Symptoms usually develop very quickly in young people, but they often take longer to show in adults.
It’s important for diabetes to be diagnosed as soon as possible, to avoid health complications such as heart disease, stroke, nerve damage, kidney disease and foot problems.
The NHS advises symptoms disappear when you start taking insulin and the condition is under control.
There are seven signs that could indicate you have type 1 diabetes.
The health body says the main symptoms of diabetes are:
- Feeling very thirsty
- Urinating more frequently than usual, particularly at night
- Feeling very tired
- Weight loss and loss of muscle bulk
- Itchiness around the genital area, or regular bouts of thrush (a yeast infection)
- Blurred vision caused by the lens of your eye changing shape
- Slow healing of cuts and grazes
It adds: “Vomiting or heavy, deep breathing can also occur at a later stage.
“This is a dangerous sign and requires immediate admission to hospital for treatment.”

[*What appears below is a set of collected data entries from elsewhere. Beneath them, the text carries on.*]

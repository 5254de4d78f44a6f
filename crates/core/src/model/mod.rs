mod attempt;
mod ids;
mod progress;
mod question;
mod quiz;

pub use ids::{MaterialId, OptionId, ParseIdError, QuestionId, QuizId, UserId};

pub use attempt::{AttemptError, AttemptHistory, AttemptRecord};
pub use progress::ViewedFact;
pub use question::{AnswerOption, Difficulty, Question, QuestionError};
pub use quiz::{QuizDefinition, QuizError};
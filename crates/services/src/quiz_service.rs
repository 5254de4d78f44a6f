use std::sync::Arc;

use tracing::debug;

use quiz_core::model::{MaterialId, QuizDefinition, QuizId, UserId};
use quiz_core::{Clock, QuizMode};
use storage::AttemptRepository;

use crate::error::{GatewayError, QuizServiceError};
use crate::gateway::QuizGateway;
use crate::i18n::Translator;
use crate::orchestrator::SessionController;
use crate::progress::ProgressEngine;

/// Loads quiz definitions and hands out session controllers over them.
pub struct QuizService {
    user_id: UserId,
    lang: String,
    gateway: Arc<dyn QuizGateway>,
    attempts: Arc<dyn AttemptRepository>,
    progress: Arc<ProgressEngine>,
    clock: Clock,
}

impl QuizService {
    #[must_use]
    pub fn new(
        user_id: UserId,
        lang: impl Into<String>,
        gateway: Arc<dyn QuizGateway>,
        attempts: Arc<dyn AttemptRepository>,
        progress: Arc<ProgressEngine>,
        clock: Clock,
    ) -> Self {
        Self {
            user_id,
            lang: lang.into(),
            gateway,
            attempts,
            progress,
            clock,
        }
    }

    /// Fetch a localized, validated quiz definition.
    ///
    /// # Errors
    ///
    /// Returns `QuizServiceError::NotFound` for an unknown quiz id;
    /// everything else (offline, rejection, malformed payload) comes back
    /// as `QuizServiceError::Gateway`.
    pub async fn load(&self, quiz_id: QuizId) -> Result<QuizDefinition, QuizServiceError> {
        self.gateway
            .fetch_quiz_definition(quiz_id, &self.lang)
            .await
            .map_err(|error| match error {
                GatewayError::NotFound => QuizServiceError::NotFound(quiz_id),
                other => QuizServiceError::Gateway(other),
            })
    }

    /// Load a quiz and start an attempt over it.
    ///
    /// Exam sessions come back with their countdown already running.
    /// `material_id` links the quiz to the learning material it belongs
    /// to; completion will mark that material viewed.
    ///
    /// # Errors
    ///
    /// Same contract as [`load`](Self::load).
    pub async fn start_session(
        &self,
        quiz_id: QuizId,
        mode: QuizMode,
        material_id: Option<MaterialId>,
    ) -> Result<Arc<SessionController>, QuizServiceError> {
        let definition = self.load(quiz_id).await?;
        debug!(quiz = %quiz_id, ?mode, questions = definition.len(), "starting session");
        let controller = SessionController::new(
            self.user_id,
            self.lang.clone(),
            definition,
            mode,
            material_id,
            Arc::clone(&self.gateway),
            Arc::clone(&self.attempts),
            Arc::clone(&self.progress),
            self.clock,
        );
        if mode == QuizMode::Exam {
            controller.start_countdown();
        }
        Ok(controller)
    }
}

/// Map a load failure to a user-facing message key and resolve it.
///
/// Offline and not-found get distinct messages; everything else shares a
/// generic server-trouble message.
#[must_use]
pub fn failure_message(error: &QuizServiceError, translator: &dyn Translator) -> String {
    let key = match error {
        QuizServiceError::NotFound(_) => "quiz.error.not_found",
        QuizServiceError::Gateway(GatewayError::Network(_)) => "quiz.error.offline",
        QuizServiceError::Gateway(_) => "quiz.error.server",
    };
    translator.t(key)
}
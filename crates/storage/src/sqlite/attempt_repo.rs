use quiz_core::model::{AttemptRecord, QuizId, UserId};

use super::{
    SqliteRepository,
    mapping::{map_attempt_row, u64_to_i64},
};
use crate::repository::{AttemptRepository, StorageError};

#[async_trait::async_trait]
impl AttemptRepository for SqliteRepository {
    async fn append_attempt(
        &self,
        user_id: UserId,
        attempt: &AttemptRecord,
    ) -> Result<(), StorageError> {
        let result = sqlx::query(
            r"
            INSERT INTO quiz_attempts (id, user_id, quiz_id, completed_at, score, total)
            VALUES (?1, ?2, ?3, ?4, ?5, ?6)
            ",
        )
        .bind(attempt.id().to_string())
        .bind(u64_to_i64("user_id", user_id.value())?)
        .bind(u64_to_i64("quiz_id", attempt.quiz_id().value())?)
        .bind(attempt.completed_at())
        .bind(i64::from(attempt.score()))
        .bind(i64::from(attempt.total()))
        .execute(&self.pool)
        .await;

        match result {
            Ok(_) => Ok(()),
            Err(sqlx::Error::Database(db)) if db.is_unique_violation() => {
                Err(StorageError::Conflict)
            }
            Err(e) => Err(StorageError::Connection(e.to_string())),
        }
    }

    async fn attempts_for_quiz(
        &self,
        user_id: UserId,
        quiz_id: QuizId,
    ) -> Result<Vec<AttemptRecord>, StorageError> {
        let rows = sqlx::query(
            r"
            SELECT id, quiz_id, completed_at, score, total
            FROM quiz_attempts
            WHERE user_id = ?1 AND quiz_id = ?2
            ORDER BY completed_at ASC, id ASC
            ",
        )
        .bind(u64_to_i64("user_id", user_id.value())?)
        .bind(u64_to_i64("quiz_id", quiz_id.value())?)
        .fetch_all(&self.pool)
        .await
        .map_err(|e| StorageError::Connection(e.to_string()))?;

        let mut attempts = Vec::with_capacity(rows.len());
        for row in rows {
            attempts.push(map_attempt_row(&row)?);
        }
        Ok(attempts)
    }
}
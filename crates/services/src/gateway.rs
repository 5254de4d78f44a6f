use std::collections::HashSet;
use std::env;

use async_trait::async_trait;
use reqwest::Client;
use serde::{Deserialize, Serialize};

use quiz_core::model::{
    AnswerOption, Difficulty, MaterialId, OptionId, Question, QuestionId, QuizDefinition, QuizId,
    UserId,
};

use crate::error::GatewayError;

//
// ─── CONTRACTS ─────────────────────────────────────────────────────────────────
//

/// One committed answer inside a submitted attempt.
#[derive(Debug, Clone, Copy, PartialEq, Eq, Serialize, Deserialize)]
pub struct AttemptAnswer {
    pub question_id: QuestionId,
    pub option_id: OptionId,
}

/// Server acknowledgement of a submitted attempt.
#[derive(Debug, Clone, Copy, PartialEq, Eq, Serialize, Deserialize)]
pub struct SubmitReceipt {
    pub xp_awarded: u32,
}

/// Remote quiz catalog and attempt submission.
#[async_trait]
pub trait QuizGateway: Send + Sync {
    /// Fetch a localized quiz definition.
    ///
    /// # Errors
    ///
    /// Returns `GatewayError::NotFound` for an unknown quiz, `Network` when
    /// the server is unreachable, or `Rejected`/`InvalidPayload` otherwise.
    async fn fetch_quiz_definition(
        &self,
        quiz_id: QuizId,
        lang: &str,
    ) -> Result<QuizDefinition, GatewayError>;

    /// Submit a finished attempt.
    ///
    /// # Errors
    ///
    /// Returns `GatewayError` on network failure or server rejection.
    async fn submit_attempt(
        &self,
        quiz_id: QuizId,
        answers: &[AttemptAnswer],
        lang: &str,
    ) -> Result<SubmitReceipt, GatewayError>;
}

/// Remote authoritative store of viewed-material facts.
///
/// Every operation returns the server's post-merge view so callers can
/// adopt ids recorded on other devices. The server merges by set union;
/// the operations are commutative and idempotent, so retries are safe.
#[async_trait]
pub trait ProgressGateway: Send + Sync {
    /// The server's current set of viewed material ids.
    ///
    /// # Errors
    ///
    /// Returns `GatewayError` on network failure or server rejection.
    async fn fetch_viewed(&self, user_id: UserId) -> Result<HashSet<MaterialId>, GatewayError>;

    /// Push locally recorded ids; the server unions them in.
    ///
    /// # Errors
    ///
    /// Returns `GatewayError` on network failure or server rejection.
    async fn push_viewed(
        &self,
        user_id: UserId,
        ids: &HashSet<MaterialId>,
    ) -> Result<HashSet<MaterialId>, GatewayError>;

    /// Bidirectional union-merge: the server unions `local_ids` into its
    /// record and returns the merged set for local adoption.
    ///
    /// # Errors
    ///
    /// Returns `GatewayError` on network failure or server rejection.
    async fn sync_viewed(
        &self,
        user_id: UserId,
        local_ids: &HashSet<MaterialId>,
    ) -> Result<HashSet<MaterialId>, GatewayError>;
}

//
// ─── HTTP IMPLEMENTATION ───────────────────────────────────────────────────────
//

#[derive(Clone, Debug)]
pub struct HttpGatewayConfig {
    pub base_url: String,
    pub api_key: Option<String>,
}

impl HttpGatewayConfig {
    #[must_use]
    pub fn from_env() -> Option<Self> {
        let base_url = env::var("QUIZ_API_BASE_URL").ok()?;
        if base_url.trim().is_empty() {
            return None;
        }
        let api_key = env::var("QUIZ_API_KEY").ok().filter(|k| !k.trim().is_empty());
        Some(Self { base_url, api_key })
    }
}

/// HTTP implementation of both gateways against the platform API.
#[derive(Clone)]
pub struct HttpGateway {
    client: Client,
    config: HttpGatewayConfig,
}

impl HttpGateway {
    #[must_use]
    pub fn new(config: HttpGatewayConfig) -> Self {
        Self {
            client: Client::new(),
            config,
        }
    }

    fn url(&self, path: &str) -> String {
        format!("{}/{path}", self.config.base_url.trim_end_matches('/'))
    }

    fn apply_auth(&self, request: reqwest::RequestBuilder) -> reqwest::RequestBuilder {
        match &self.config.api_key {
            Some(key) => request.bearer_auth(key),
            None => request,
        }
    }

    async fn check(response: reqwest::Response) -> Result<reqwest::Response, GatewayError> {
        let status = response.status();
        if status == reqwest::StatusCode::NOT_FOUND {
            return Err(GatewayError::NotFound);
        }
        if !status.is_success() {
            return Err(GatewayError::Rejected(status));
        }
        Ok(response)
    }
}

#[async_trait]
impl QuizGateway for HttpGateway {
    async fn fetch_quiz_definition(
        &self,
        quiz_id: QuizId,
        lang: &str,
    ) -> Result<QuizDefinition, GatewayError> {
        let request = self
            .client
            .get(self.url(&format!("quizzes/{quiz_id}")))
            .query(&[("lang", lang)]);
        let response = Self::check(self.apply_auth(request).send().await?).await?;
        let dto: QuizDefinitionDto = response.json().await?;
        dto.try_into()
    }

    async fn submit_attempt(
        &self,
        quiz_id: QuizId,
        answers: &[AttemptAnswer],
        lang: &str,
    ) -> Result<SubmitReceipt, GatewayError> {
        let payload = SubmitAttemptDto {
            answers: answers.to_vec(),
            lang: lang.to_owned(),
        };
        let request = self
            .client
            .post(self.url(&format!("quizzes/{quiz_id}/attempts")))
            .json(&payload);
        let response = Self::check(self.apply_auth(request).send().await?).await?;
        Ok(response.json().await?)
    }
}

#[async_trait]
impl ProgressGateway for HttpGateway {
    async fn fetch_viewed(&self, user_id: UserId) -> Result<HashSet<MaterialId>, GatewayError> {
        let request = self
            .client
            .get(self.url(&format!("users/{user_id}/progress")));
        let response = Self::check(self.apply_auth(request).send().await?).await?;
        let dto: ViewedSetDto = response.json().await?;
        Ok(dto.material_ids.into_iter().collect())
    }

    async fn push_viewed(
        &self,
        user_id: UserId,
        ids: &HashSet<MaterialId>,
    ) -> Result<HashSet<MaterialId>, GatewayError> {
        let payload = ViewedSetDto {
            material_ids: ids.iter().copied().collect(),
        };
        let request = self
            .client
            .post(self.url(&format!("users/{user_id}/progress")))
            .json(&payload);
        let response = Self::check(self.apply_auth(request).send().await?).await?;
        let dto: ViewedSetDto = response.json().await?;
        Ok(dto.material_ids.into_iter().collect())
    }

    async fn sync_viewed(
        &self,
        user_id: UserId,
        local_ids: &HashSet<MaterialId>,
    ) -> Result<HashSet<MaterialId>, GatewayError> {
        let payload = ViewedSetDto {
            material_ids: local_ids.iter().copied().collect(),
        };
        let request = self
            .client
            .post(self.url(&format!("users/{user_id}/progress/sync")))
            .json(&payload);
        let response = Self::check(self.apply_auth(request).send().await?).await?;
        let dto: ViewedSetDto = response.json().await?;
        Ok(dto.material_ids.into_iter().collect())
    }
}

//
// ─── WIRE DTOS ─────────────────────────────────────────────────────────────────
//

#[derive(Debug, Serialize)]
struct SubmitAttemptDto {
    answers: Vec<AttemptAnswer>,
    lang: String,
}

#[derive(Debug, Serialize, Deserialize)]
struct ViewedSetDto {
    material_ids: Vec<MaterialId>,
}

#[derive(Debug, Deserialize)]
struct QuizDefinitionDto {
    id: QuizId,
    title: String,
    duration_sec: u32,
    questions: Vec<QuestionDto>,
}

#[derive(Debug, Deserialize)]
struct QuestionDto {
    id: QuestionId,
    text: String,
    options: Vec<OptionDto>,
    correct_option_id: OptionId,
    explanation: String,
    difficulty: Difficulty,
    #[serde(default)]
    tags: Vec<String>,
}

#[derive(Debug, Deserialize)]
struct OptionDto {
    id: OptionId,
    text: String,
}

impl TryFrom<QuizDefinitionDto> for QuizDefinition {
    type Error = GatewayError;

    fn try_from(dto: QuizDefinitionDto) -> Result<Self, Self::Error> {
        let mut questions = Vec::with_capacity(dto.questions.len());
        for q in dto.questions {
            let options = q
                .options
                .into_iter()
                .map(|o| AnswerOption::new(o.id, o.text))
                .collect();
            let question = Question::new(
                q.id,
                q.text,
                options,
                q.correct_option_id,
                q.explanation,
                q.difficulty,
                q.tags,
            )
            .map_err(|e| GatewayError::InvalidPayload(e.to_string()))?;
            questions.push(question);
        }
        QuizDefinition::new(dto.id, dto.title, dto.duration_sec, questions)
            .map_err(|e| GatewayError::InvalidPayload(e.to_string()))
    }
}
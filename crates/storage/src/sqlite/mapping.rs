use quiz_core::model::{AttemptRecord, MaterialId, QuizId, ViewedFact};
use sqlx::Row;
use uuid::Uuid;

use crate::repository::StorageError;

pub(crate) fn ser<E: core::fmt::Display>(e: E) -> StorageError {
    StorageError::Serialization(e.to_string())
}

fn i64_to_u64(field: &'static str, v: i64) -> Result<u64, StorageError> {
    u64::try_from(v).map_err(|_| StorageError::Serialization(format!("{field} sign overflow")))
}

pub(crate) fn u64_to_i64(field: &'static str, v: u64) -> Result<i64, StorageError> {
    i64::try_from(v).map_err(|_| StorageError::Serialization(format!("{field} overflow")))
}

pub(crate) fn map_fact_row(row: &sqlx::sqlite::SqliteRow) -> Result<ViewedFact, StorageError> {
    let material_id = MaterialId::new(i64_to_u64(
        "material_id",
        row.try_get("material_id").map_err(ser)?,
    )?);
    let viewed_at = row.try_get("viewed_at").map_err(ser)?;
    let time_spent_sec = row
        .try_get::<Option<i64>, _>("time_spent_sec")
        .map_err(ser)?
        .map(|v| {
            u32::try_from(v)
                .map_err(|_| StorageError::Serialization("time_spent_sec overflow".into()))
        })
        .transpose()?;

    Ok(ViewedFact {
        material_id,
        viewed_at,
        time_spent_sec,
    })
}

pub(crate) fn map_attempt_row(
    row: &sqlx::sqlite::SqliteRow,
) -> Result<AttemptRecord, StorageError> {
    let id: Uuid = row
        .try_get::<String, _>("id")
        .map_err(ser)?
        .parse()
        .map_err(ser)?;
    let quiz_id = QuizId::new(i64_to_u64("quiz_id", row.try_get("quiz_id").map_err(ser)?)?);
    let completed_at = row.try_get("completed_at").map_err(ser)?;
    let score = u32::try_from(row.try_get::<i64, _>("score").map_err(ser)?)
        .map_err(|_| StorageError::Serialization("score overflow".into()))?;
    let total = u32::try_from(row.try_get::<i64, _>("total").map_err(ser)?)
        .map_err(|_| StorageError::Serialization("total overflow".into()))?;

    AttemptRecord::from_persisted(id, quiz_id, completed_at, score, total).map_err(ser)
}
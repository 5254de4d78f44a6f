use std::future::Future;
use std::sync::Mutex;
use std::time::Duration;

use tokio::task::JoinHandle;

/// A single pending-call slot with cancel-and-replace semantics.
///
/// Scheduling a new call aborts whatever was pending, so a burst of calls
/// collapses into the last one. This replaces ad hoc timer-id juggling
/// wherever the app wants "run this, but only after the input settles".
#[derive(Debug, Default)]
pub struct Debouncer {
    pending: Mutex<Option<JoinHandle<()>>>,
}

impl Debouncer {
    #[must_use]
    pub fn new() -> Self {
        Self::default()
    }

    /// Schedule `action` to run after `delay`, cancelling any pending call.
    ///
    /// Must be called from within a tokio runtime.
    pub fn call<F>(&self, delay: Duration, action: F)
    where
        F: Future<Output = ()> + Send + 'static,
    {
        let Ok(mut slot) = self.pending.lock() else {
            return;
        };
        if let Some(handle) = slot.take() {
            handle.abort();
        }
        *slot = Some(tokio::spawn(async move {
            tokio::time::sleep(delay).await;
            action.await;
        }));
    }

    /// Drop the pending call, if any, without running it.
    pub fn cancel(&self) {
        let Ok(mut slot) = self.pending.lock() else {
            return;
        };
        if let Some(handle) = slot.take() {
            handle.abort();
        }
    }

    /// Whether a call is still scheduled or running.
    #[must_use]
    pub fn is_pending(&self) -> bool {
        self.pending
            .lock()
            .map(|slot| slot.as_ref().is_some_and(|h| !h.is_finished()))
            .unwrap_or(false)
    }
}

impl Drop for Debouncer {
    fn drop(&mut self) {
        self.cancel();
    }
}

#[cfg(test)]
mod tests {
    use super::*;
    use std::sync::Arc;
    use std::sync::atomic::{AtomicU32, Ordering};

    #[tokio::test(start_paused = true)]
    async fn burst_of_calls_runs_only_the_last() {
        let debouncer = Debouncer::new();
        let runs = Arc::new(AtomicU32::new(0));
        let last = Arc::new(AtomicU32::new(0));

        for i in 1..=3_u32 {
            let runs = Arc::clone(&runs);
            let last = Arc::clone(&last);
            debouncer.call(Duration::from_millis(200), async move {
                runs.fetch_add(1, Ordering::SeqCst);
                last.store(i, Ordering::SeqCst);
            });
        }

        tokio::time::sleep(Duration::from_millis(300)).await;
        assert_eq!(runs.load(Ordering::SeqCst), 1);
        assert_eq!(last.load(Ordering::SeqCst), 3);
        assert!(!debouncer.is_pending());
    }

    #[tokio::test(start_paused = true)]
    async fn cancel_prevents_the_pending_call() {
        let debouncer = Debouncer::new();
        let runs = Arc::new(AtomicU32::new(0));

        {
            let runs = Arc::clone(&runs);
            debouncer.call(Duration::from_millis(100), async move {
                runs.fetch_add(1, Ordering::SeqCst);
            });
        }
        assert!(debouncer.is_pending());
        debouncer.cancel();

        tokio::time::sleep(Duration::from_millis(200)).await;
        assert_eq!(runs.load(Ordering::SeqCst), 0);
    }

    #[tokio::test(start_paused = true)]
    async fn spaced_calls_each_run() {
        let debouncer = Debouncer::new();
        let runs = Arc::new(AtomicU32::new(0));

        for _ in 0..2 {
            let runs = Arc::clone(&runs);
            debouncer.call(Duration::from_millis(50), async move {
                runs.fetch_add(1, Ordering::SeqCst);
            });
            tokio::time::sleep(Duration::from_millis(100)).await;
        }

        assert_eq!(runs.load(Ordering::SeqCst), 2);
    }
}
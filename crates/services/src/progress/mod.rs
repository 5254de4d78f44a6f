mod engine;
mod state;

// Public API of the progress subsystem.
pub use crate::error::ProgressError;
pub use engine::{ProgressEngine, SyncOutcome};
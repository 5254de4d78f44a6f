#![forbid(unsafe_code)]

pub mod repository;
pub mod sqlite;

pub use repository::{
    AttemptRepository, InMemoryRepository, Storage, StorageError, ViewedFactRepository,
};
pub use sqlite::{SqliteInitError, SqliteRepository};
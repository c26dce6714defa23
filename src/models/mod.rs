//! Data models for the Skredvarsel dashboard
//!
//! Core domain models organized by concern:
//! - Resort: ski areas with fixed geographic coordinates
//! - Features: the 14 numeric predictors consumed by the models
//! - Prediction: risk score plus discrete risk level

pub mod features;
pub mod prediction;
pub mod resort;

// Re-export all public types for convenient access
pub use features::{FeatureRow, FEATURE_NAMES};
pub use prediction::{Prediction, RiskLevel};
pub use resort::Resort;
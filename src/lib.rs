//! `Skredvarsel` - Avalanche risk forecasting for Norwegian ski resorts
//!
//! This library provides the core functionality of the forecasting
//! dashboard: per-resort feature retrieval from a batch feature store,
//! model artifact loading, risk scoring and classification, plus the
//! weather and avalanche-warning data collectors.

pub mod artifacts;
pub mod cache;
pub mod config;
pub mod dashboard;
pub mod error;
pub mod features;
pub mod models;
pub mod resorts;
pub mod sanitize;
pub mod scorer;
pub mod warnings;
pub mod weather;

// Re-export core types for public API
pub use artifacts::{ModelArtifact, ModelStore};
pub use cache::PersistentCache;
pub use config::SkredConfig;
pub use dashboard::RiskForecastService;
pub use error::SkredError;
pub use features::{FeatureProvider, FeatureStore, RestFeatureStore};
pub use models::{FeatureRow, Prediction, Resort, RiskLevel, FEATURE_NAMES};
pub use resorts::load_resorts;
pub use sanitize::{feature_group_key, sanitize_name};
pub use warnings::{AvalancheWarning, WarningClient};
pub use weather::{DailyWeather, WeatherClient};

/// Library version
pub const VERSION: &str = env!("CARGO_PKG_VERSION");
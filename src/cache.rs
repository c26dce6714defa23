//! Persistent HTTP response cache
//!
//! Backed by a fjall keyspace with postcard-encoded entries. Constructed
//! explicitly at startup and passed by reference to the clients that need
//! it; scope is the process lifetime plus whatever survives on disk.

use anyhow::{anyhow, Result};
use fjall::Keyspace;
use serde::de::DeserializeOwned;
use serde::{Deserialize, Serialize};
use std::path::Path;
use std::time::{Duration, SystemTime, UNIX_EPOCH};
use tracing::debug;

#[derive(Serialize, Deserialize)]
struct StoredEntry<T> {
    value: T,
    expires_at: u64, // Unix timestamp (seconds)
}

pub struct PersistentCache {
    store: Keyspace,
}

impl PersistentCache {
    /// Open (or create) the cache database at `path`.
    pub fn open(path: impl AsRef<Path>) -> Result<Self> {
        let db = fjall::Database::builder(&path).open()?;
        let items = db.keyspace("cache", fjall::KeyspaceCreateOptions::default)?;
        Ok(PersistentCache { store: items })
    }

    /// Stores a serializable value with a time-to-live (TTL).
    #[tracing::instrument(name = "put_cache", level = "debug", skip(self, value))]
    pub fn put<T: Serialize>(&self, key: &str, value: &T, ttl: Duration) -> Result<()> {
        let expires_at = SystemTime::now()
            .checked_add(ttl)
            .ok_or(anyhow!("TTL overflow"))?
            .duration_since(UNIX_EPOCH)?
            .as_secs();
        let entry = StoredEntry { value, expires_at };
        let bytes = postcard::to_stdvec(&entry)?;

        self.store.insert(key.as_bytes(), bytes)?;
        Ok(())
    }

    /// Retrieves a value if it exists and has not expired.
    /// Returns `None` for cache misses or expired entries.
    #[tracing::instrument(name = "query_cache", level = "debug", skip(self))]
    pub fn get<T: DeserializeOwned>(&self, key: &str) -> Result<Option<T>> {
        let maybe_bytes = self.store.get(key.as_bytes())?.map(|v| v.to_vec());

        if let Some(bytes) = maybe_bytes {
            let entry: StoredEntry<T> = postcard::from_bytes(&bytes)?;
            let now = SystemTime::now().duration_since(UNIX_EPOCH)?.as_secs();

            if now < entry.expires_at {
                debug!("Key found and still fresh");
                Ok(Some(entry.value))
            } else {
                debug!("Key found but expired");
                self.remove(key)?;
                Ok(None)
            }
        } else {
            debug!("Key not found");
            Ok(None)
        }
    }

    /// Manually removes a key from the cache.
    pub fn remove(&self, key: &str) -> Result<()> {
        self.store.remove(key.as_bytes())?;
        Ok(())
    }
}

If you think you may have diabetes you should make a visit to see your GP.
If you experience a loss of appetite, nausea or vomiting, a high temperature, stomach pain, fruity smelling breath – which may smell like pear drops or nail varnish (others will usually be able to smell it, but you won’t) – you should seek urgent medical attention.
What is the test for type 1 diabetes?
If your GP suspects you have diabetes you may have blood and urine tests taken.
Your urine sample will be tested for glucose, but because urine doesn’t normally contain glucose, if it comes back positive you will be asked to have a specialised blood test known an glycated haemoglobin.
How is diabetes type 1 treated?
As type 1 diabetes occurs because your body doesn’t produce any insulin, it means you’ll need regular insulin treatment to keep glucose levels normal.
Insulin for diabetes type 1 comes in the form of an injection pen.
Sometimes injections are given using a syringe, but most people will require two to four injections a day.